◆ The problem ◆
A complete answer includes every line below with the word "does".

[Saved entries]
//! Atomic Hardware Capabilities
//!
//! The scan core talks to instruments through three narrow capability traits
//! instead of concrete driver types:
//!
//! - [`VoltageOutput`]: rate-limited actuation (`set_output(voltage, max_rate)`)
//! - [`ScalarSource`]: one-shot polled reads (`read_scalar()`)
//! - [`CallbackSource`]: device-pushed events (`register_callback` /
//!   `unregister_callback`)
//!
//! Every device also implements [`DeviceHandle`], which ties the device's
//! lifetime to an explicitly owned value and hands out an exclusive
//! [`DeviceClaim`]. A scheduler or actuator holds the claim for as long as it
//! uses the device; dropping the claim releases it.
//!
//! # Design Philosophy
//!
//! Each capability trait:
//! - Is thread-safe (requires Send + Sync)
//! - Reports device failures as [`DeviceError`] so callers can match on the
//!   signal state instead of catching nested exception types
//! - Focuses on ONE thing
//!
//! # Example
//!
//! ```rust,ignore
//! async fn read_twice<S: ScalarSource>(device: &S) -> Result<f64, DeviceError> {
//!     let a = device.read_scalar().await?;
//!     let b = device.read_scalar().await?;
//!     Ok((a.value + b.value) / 2.0)
//! }
//! ```

use crate::error::{AppResult, DeviceError, ScanError};
use async_trait::async_trait;
use std::sync::atomic::{AtomicBool, Ordering};
use std::sync::Arc;

// =============================================================================
// Device ownership
// =============================================================================

/// Shared "in use" flag embedded in every device.
#[derive(Debug, Clone, Default)]
pub struct ClaimFlag(Arc<AtomicBool>);

impl ClaimFlag {
    /// Create an unclaimed flag.
    pub fn new() -> Self {
        Self::default()
    }

    /// Whether a claim is currently outstanding.
    pub fn is_claimed(&self) -> bool {
        self.0.load(Ordering::Acquire)
    }

    fn try_acquire(&self) -> bool {
        self.0
            .compare_exchange(false, true, Ordering::AcqRel, Ordering::Acquire)
            .is_ok()
    }
}

/// Exclusive use of one device. Released on drop.
#[derive(Debug)]
pub struct DeviceClaim {
    device_id: String,
    flag: ClaimFlag,
}

impl DeviceClaim {
    /// Identifier of the claimed device.
    pub fn device_id(&self) -> &str {
        &self.device_id
    }
}

impl Drop for DeviceClaim {
    fn drop(&mut self) {
        self.flag.0.store(false, Ordering::Release);
    }
}

/// Identity, validity and exclusive ownership of a device.
pub trait DeviceHandle: Send + Sync {
    /// Stable identifier used in logs and error messages.
    fn device_id(&self) -> &str;

    /// Whether the underlying session to the instrument is open.
    fn is_open(&self) -> bool;

    /// The device's claim flag.
    fn claim_flag(&self) -> &ClaimFlag;

    /// Take exclusive ownership of the device.
    ///
    /// # Errors
    /// - `ScanError::InvalidDevice` if the handle is not open
    /// - `ScanError::DeviceBusy` if another component holds a claim
    fn claim(&self) -> AppResult<DeviceClaim> {
        if !self.is_open() {
            return Err(ScanError::InvalidDevice(self.device_id().to_string()));
        }
        let flag = self.claim_flag();
        if !flag.try_acquire() {
            return Err(ScanError::DeviceBusy(self.device_id().to_string()));
        }
        Ok(DeviceClaim {
            device_id: self.device_id().to_string(),
            flag: flag.clone(),
        })
    }
}

// =============================================================================
// Acquisition capabilities
// =============================================================================

/// A raw polled value and the device-clock time it was taken at.
#[derive(Debug, Clone, Copy, PartialEq)]
pub struct Reading {
    /// Measured value.
    pub value: f64,
    /// Device clock in milliseconds.
    pub timestamp_ms: u64,
}

/// Capability: polled scalar reads (wavemeter frequency, photodiode level).
///
/// # Contract
/// - Each call performs one acquisition attempt
/// - Signal-state failures are returned, never panicked
#[async_trait]
pub trait ScalarSource: DeviceHandle {
    /// Read one value.
    async fn read_scalar(&self) -> Result<Reading, DeviceError>;
}

/// Vendor event kinds a callback can deliver.
#[derive(Debug, Clone, Copy, PartialEq, Eq, Hash)]
pub enum EventKind {
    /// New frequency on a measurement channel.
    Frequency {
        /// One-based channel number.
        channel: u8,
    },
    /// New wavelength on a measurement channel.
    Wavelength {
        /// One-based channel number.
        channel: u8,
    },
    /// New intensity on an analog input channel. Raised by DAQ buffer
    /// callbacks; there is no wavemeter mode code for it.
    Intensity {
        /// One-based channel number.
        channel: u8,
    },
    /// Anything the scan layer does not interpret.
    Other(i32),
}

impl EventKind {
    /// Vendor mode code for channel 1 frequency.
    pub const FREQUENCY_1: i32 = 28;
    /// Vendor mode code for channel 2 frequency.
    pub const FREQUENCY_2: i32 = 29;
    /// Vendor mode code for channel 1 wavelength.
    pub const WAVELENGTH_1: i32 = 42;
    /// Vendor mode code for channel 2 wavelength.
    pub const WAVELENGTH_2: i32 = 43;

    /// Map a vendor mode code.
    pub fn from_code(code: i32) -> Self {
        match code {
            Self::FREQUENCY_1 => EventKind::Frequency { channel: 1 },
            Self::FREQUENCY_2 => EventKind::Frequency { channel: 2 },
            Self::WAVELENGTH_1 => EventKind::Wavelength { channel: 1 },
            Self::WAVELENGTH_2 => EventKind::Wavelength { channel: 2 },
            other => EventKind::Other(other),
        }
    }
}

/// One event pushed by a device callback.
#[derive(Debug, Clone, Copy, PartialEq)]
pub struct DeviceEvent {
    /// What the event reports.
    pub kind: EventKind,
    /// Integer payload; the device timestamp in milliseconds for
    /// measurement events.
    pub int_value: i64,
    /// Floating payload; the measured value for measurement events.
    pub dbl_value: f64,
}

impl DeviceEvent {
    /// Build an event from raw vendor callback arguments.
    pub fn from_raw(mode: i32, int_value: i64, dbl_value: f64) -> Self {
        Self {
            kind: EventKind::from_code(mode),
            int_value,
            dbl_value,
        }
    }
}

/// Closure a device invokes for each pushed event.
///
/// May be called from a device-owned thread, concurrently with anything the
/// registering component does.
pub type EventHandler = Arc<dyn Fn(DeviceEvent) + Send + Sync>;

/// Capability: device-pushed events.
///
/// # Contract
/// - At most one handler is registered at a time; registering replaces
/// - `unregister_callback` stops future deliveries, but a delivery already
///   in flight on the device thread may still complete afterwards
pub trait CallbackSource: DeviceHandle {
    /// Install `handler`.
    fn register_callback(&self, handler: EventHandler) -> Result<(), DeviceError>;

    /// Remove the current handler, if any.
    fn unregister_callback(&self);
}

// =============================================================================
// Actuation capability
// =============================================================================

/// Capability: rate-limited voltage output (cavity piezo driver).
///
/// # Contract
/// - `set_output` ramps from the current value to `voltage` no faster than
///   `max_rate` V/s and returns once the ramp is written
/// - Voltages beyond the device limit are rejected with `OutOfRange`
#[async_trait]
pub trait VoltageOutput: DeviceHandle {
    /// Ramp to `voltage` at no more than `max_rate` V/s.
    async fn set_output(&self, voltage: f64, max_rate: f64) -> Result<(), DeviceError>;

    /// Last voltage written.
    async fn output(&self) -> f64;
}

◆ Response for this exercise ◆
    /// Anything the scan layer does not interpret.
/// registering component does.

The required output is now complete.